Нечаев | Я тоже очень хочу. Со многими твоими оценками я согласен. Но когда сегодня мы принимаем какие-то решения, надо понимать их завтрашние последствия. Если сегодня увеличить зарплату в два раза, завтра ее у наиболее бедных отберет инфляция. Давно известно, что больше всего инфляция бьет по бедным. Хотя в условиях предвыборной кампании этот тезис - правильный. Давайте всем повысим зарплату, пенсии, стипендии. А после выборов гори все огнем!
Глазьев | В этой позиции угадывается лицо бывшего министра экономики. Все прошедшие годы, начиная с 92-го, министерство экономики только и говорило: в долгосрочной перспективе у нас все будет хорошо, а сегодня мы ничего сделать не можем.
Нечаев | Еще как можем! Заняться реально демонополизацией экономики, о которой и ты говорил. Довести до конца пенсионную реформу, чтобы не закладывать на будущее сегодняшние проблемы пенсионеров. Наконец, действительно сделать нормальную налоговую систему. Не надо только заниматься популизмом и раздавать нереальные обещания. Кстати, это ведь Госдума, где ты заседал и заседаешь, ввела плоскую шкалу подоходного налога, которую ты теперь ругаешь.
Глазьев | Еще раз хочу подчеркнуть: моя позиция заключается не в том, что нужно у кого-то что-то отобрать, а в том, чтобы обеспечить справедливое распределение доходов.

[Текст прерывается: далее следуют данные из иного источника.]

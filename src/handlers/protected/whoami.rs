use axum::extract::State;
use axum::Extension;
use serde::Serialize;

use crate::app::AppState;
use crate::database::models::Family;
use crate::middleware::{ApiResponse, ApiResult, AuthUser};

#[derive(Debug, Serialize)]
pub struct WhoAmI {
    pub user: AuthUser,
    pub family: Option<Family>,
}

/// GET /me - The caller as resolved by the auth middleware
pub async fn whoami(State(state): State<AppState>, Extension(caller): Extension<AuthUser>) -> ApiResult<WhoAmI> {
    let family = state.store.find_family(caller.family_id).await?;
    Ok(ApiResponse::success(WhoAmI { user: caller, family }))
}
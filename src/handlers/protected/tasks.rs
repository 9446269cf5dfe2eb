// handlers/protected/tasks.rs - /tasks CRUD

use axum::{
    extract::{rejection::JsonRejection, Path, State},
    Extension, Json,
};
use serde::Deserialize;

use crate::app::AppState;
use crate::database::models::{NewTask, Task, TaskChanges};
use crate::error::ApiError;
use crate::handlers::utils::{json_body, non_blank, required_text};
use crate::middleware::{ApiResponse, ApiResult, AuthUser};

use super::utils::ensure_family_member;
use super::Deleted;

#[derive(Debug, Deserialize)]
pub struct CreateTask {
    pub title: Option<String>,
    pub description: Option<String>,
    #[serde(default)]
    pub completed: bool,
    pub assigned_user_id: Option<i64>,
}

#[derive(Debug, Deserialize)]
pub struct UpdateTask {
    pub title: Option<String>,
    pub description: Option<String>,
    pub completed: Option<bool>,
    pub assigned_user_id: Option<i64>,
}

/// GET /tasks - All tasks of the caller's family
pub async fn list(State(state): State<AppState>, Extension(caller): Extension<AuthUser>) -> ApiResult<Vec<Task>> {
    let tasks = state.store.list_tasks(caller.family_id).await?;
    Ok(ApiResponse::success(tasks))
}

/// POST /tasks - Create a task authored by the caller
///
/// Expected Input:
/// ```json
/// { "title": "Take out bins", "description": "Tuesday night", "assigned_user_id": 2 }
/// ```
pub async fn create(
    State(state): State<AppState>,
    Extension(caller): Extension<AuthUser>,
    payload: Result<Json<CreateTask>, JsonRejection>,
) -> ApiResult<Task> {
    caller.require_accepted()?;
    let payload = json_body(payload)?;
    let title = required_text("title", payload.title)?;
    ensure_family_member(state.store.as_ref(), &caller, payload.assigned_user_id).await?;

    let task = state
        .store
        .create_task(NewTask {
            title,
            description: payload.description,
            completed: payload.completed,
            family_id: caller.family_id,
            author_id: caller.id,
            assigned_user_id: payload.assigned_user_id,
        })
        .await?;

    tracing::debug!("User {} created task {}", caller.id, task.id);
    Ok(ApiResponse::created(task))
}

/// GET /tasks/:id
pub async fn get(
    State(state): State<AppState>,
    Extension(caller): Extension<AuthUser>,
    Path(id): Path<i64>,
) -> ApiResult<Task> {
    let task = caller.owned(state.store.find_task(id).await?, "Task")?;
    Ok(ApiResponse::success(task))
}

/// PUT /tasks/:id - Partial update; absent fields are left unchanged
pub async fn update(
    State(state): State<AppState>,
    Extension(caller): Extension<AuthUser>,
    Path(id): Path<i64>,
    payload: Result<Json<UpdateTask>, JsonRejection>,
) -> ApiResult<Task> {
    caller.owned(state.store.find_task(id).await?, "Task")?;
    caller.require_accepted()?;

    let payload = json_body(payload)?;
    let title = non_blank("title", payload.title)?;
    ensure_family_member(state.store.as_ref(), &caller, payload.assigned_user_id).await?;

    let changes = TaskChanges {
        title,
        description: payload.description,
        completed: payload.completed,
        assigned_user_id: payload.assigned_user_id,
    };

    let task = caller.owned(state.store.update_task(id, changes).await?, "Task")?;
    Ok(ApiResponse::success(task))
}

/// DELETE /tasks/:id
pub async fn delete(
    State(state): State<AppState>,
    Extension(caller): Extension<AuthUser>,
    Path(id): Path<i64>,
) -> ApiResult<Deleted> {
    caller.owned(state.store.find_task(id).await?, "Task")?;
    caller.require_accepted()?;

    if !state.store.delete_task(id).await? {
        return Err(ApiError::not_found("Task not found"));
    }

    tracing::debug!("User {} deleted task {}", caller.id, id);
    Ok(ApiResponse::success(Deleted::new("Task")))
}
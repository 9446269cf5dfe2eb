use chrono::{DateTime, Utc};
use serde::{Deserialize, Serialize};
use sqlx::FromRow;

/// Records that belong to exactly one family.
///
/// Every id lookup in the API goes through the ownership check in
/// `middleware::auth`, which relies on this to hide other families' rows.
pub trait FamilyScoped {
    fn family_id(&self) -> i64;
}

macro_rules! family_scoped {
    ($($ty:ty),+ $(,)?) => {
        $(impl FamilyScoped for $ty {
            fn family_id(&self) -> i64 {
                self.family_id
            }
        })+
    };
}

#[derive(Debug, Clone, PartialEq, Serialize, Deserialize, FromRow)]
pub struct Family {
    pub id: i64,
    pub name: String,
}

#[derive(Clone, PartialEq, Serialize, Deserialize, FromRow)]
pub struct User {
    pub id: i64,
    pub username: String,
    #[serde(skip_serializing, default)]
    pub password_hash: String,
    pub email: String,
    pub is_accepted: bool,
    pub family_id: i64,
}

impl std::fmt::Debug for User {
    fn fmt(&self, f: &mut std::fmt::Formatter<'_>) -> std::fmt::Result {
        f.debug_struct("User")
            .field("id", &self.id)
            .field("username", &self.username)
            .field("email", &self.email)
            .field("is_accepted", &self.is_accepted)
            .field("family_id", &self.family_id)
            .finish_non_exhaustive()
    }
}

#[derive(Debug, Clone)]
pub struct NewUser {
    pub username: String,
    pub password_hash: String,
    pub email: String,
    pub is_accepted: bool,
    pub family_id: i64,
}

#[derive(Debug, Clone, PartialEq, Serialize, Deserialize, FromRow)]
pub struct Task {
    pub id: i64,
    pub title: String,
    pub description: Option<String>,
    pub completed: bool,
    pub family_id: i64,
    pub author_id: i64,
    pub assigned_user_id: Option<i64>,
}

#[derive(Debug, Clone)]
pub struct NewTask {
    pub title: String,
    pub description: Option<String>,
    pub completed: bool,
    pub family_id: i64,
    pub author_id: i64,
    pub assigned_user_id: Option<i64>,
}

#[derive(Debug, Clone, Default)]
pub struct TaskChanges {
    pub title: Option<String>,
    pub description: Option<String>,
    pub completed: Option<bool>,
    pub assigned_user_id: Option<i64>,
}

#[derive(Debug, Clone, PartialEq, Serialize, Deserialize, FromRow)]
pub struct GroceryItem {
    pub id: i64,
    pub name: String,
    pub quantity: String,
    pub category: String,
    pub is_completed: bool,
    pub family_id: i64,
}

#[derive(Debug, Clone)]
pub struct NewGroceryItem {
    pub name: String,
    pub quantity: String,
    pub category: String,
    pub is_completed: bool,
    pub family_id: i64,
}

#[derive(Debug, Clone, Default)]
pub struct GroceryItemChanges {
    pub name: Option<String>,
    pub quantity: Option<String>,
    pub category: Option<String>,
    pub is_completed: Option<bool>,
}

#[derive(Debug, Clone, PartialEq, Serialize, Deserialize)]
pub struct Recipe {
    pub id: i64,
    pub name: String,
    pub instructions: Vec<String>,
    pub family_id: i64,
    pub ingredients: Vec<RecipeIngredient>,
}

#[derive(Debug, Clone, PartialEq, Serialize, Deserialize, FromRow)]
pub struct RecipeIngredient {
    pub id: i64,
    pub recipe_id: i64,
    pub name: String,
    pub quantity: String,
}

/// Ingredient as supplied by a client, before it has an id.
#[derive(Debug, Clone, PartialEq, Serialize, Deserialize)]
pub struct IngredientInput {
    pub name: String,
    #[serde(default)]
    pub quantity: String,
}

#[derive(Debug, Clone)]
pub struct NewRecipe {
    pub name: String,
    pub instructions: Vec<String>,
    pub ingredients: Vec<IngredientInput>,
    pub family_id: i64,
}

/// `ingredients` and `instructions` replace the stored lists wholesale when present.
#[derive(Debug, Clone, Default)]
pub struct RecipeChanges {
    pub name: Option<String>,
    pub instructions: Option<Vec<String>>,
    pub ingredients: Option<Vec<IngredientInput>>,
}

#[derive(Debug, Clone, PartialEq, Serialize, Deserialize, FromRow)]
pub struct Meal {
    pub id: i64,
    pub name: String,
    pub date: Option<String>,
    pub meal_time: Option<String>,
    pub recipe_id: Option<i64>,
    pub family_id: i64,
}

#[derive(Debug, Clone)]
pub struct NewMeal {
    pub name: String,
    pub date: Option<String>,
    pub meal_time: Option<String>,
    pub recipe_id: Option<i64>,
    pub family_id: i64,
}

#[derive(Debug, Clone, Default)]
pub struct MealChanges {
    pub name: Option<String>,
    pub date: Option<String>,
    pub meal_time: Option<String>,
    pub recipe_id: Option<i64>,
}

#[derive(Debug, Clone, PartialEq, Serialize, Deserialize, FromRow)]
pub struct Thought {
    pub id: i64,
    pub content: String,
    pub timestamp: DateTime<Utc>,
    pub user_id: i64,
    pub family_id: i64,
}

#[derive(Debug, Clone)]
pub struct NewThought {
    pub content: String,
    pub user_id: i64,
    pub family_id: i64,
}

family_scoped!(User, Task, GroceryItem, Recipe, Meal, Thought);

#[cfg(test)]
mod tests {
    use super::*;

    #[test]
    fn user_serialization_omits_password_hash() {
        let user = User {
            id: 1,
            username: "alice".to_string(),
            password_hash: "$argon2id$v=19$secret".to_string(),
            email: "alice@example.com".to_string(),
            is_accepted: true,
            family_id: 7,
        };

        let value = serde_json::to_value(&user).unwrap();
        assert!(value.get("password_hash").is_none());
        assert_eq!(value["username"], "alice");
        assert!(!format!("{:?}", user).contains("argon2"));
    }

    #[test]
    fn ingredient_quantity_defaults_to_empty() {
        let input: IngredientInput = serde_json::from_str(r#"{"name": "salt"}"#).unwrap();
        assert_eq!(input.quantity, "");
    }
}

Нечаев | Если снизить налог на малоимущих или вообще его ликвидировать, то я - за. В данном случае бюджетные потери государства, кстати, будут невелики. Но если опять задрать налоговую ставку сверх меры, в том числе облагая наследство повышенным налогом, то мы вновь загоним экономику в тень... И налог на наследство в реальности ударит по обычным людям. По тем людям, которым от предков достались садовые домики, земельные участки, приватизированные квартиры, даже иногда предметы антиквариата и искусства, сохранившиеся еще с дореволюционных времен. У этих людей не будет денег ни на адвокатов, ни на юридические процедуры, ни на изобретение схем ухода от налога. А тот, кто виллу захочет кому-то передать, найдет тысячу способов для этого. Он наймет дорогостоящих адвокатов. Он оформит собственность если не через наследство, так через дарение или псевдопродажу. И, выходит, опять разорять-то мы будем бедных и середняков.
Глазьев | Я доказываю и научно, и на опыте успешных стран, что справедливое распределение доходов ведет к росту экономики, повышению ее эффективности. А отобрать и поделить - это как раз большевистский подход наших радикальных либерал-реформаторов. Кто в начале 90-х все отбирал и делил?
Нечаев | Ты же сам был в правительстве в это время и помнишь, что оно ничего не делило, а разгребало тяжелейшее наследие рухнувшей советской экономики.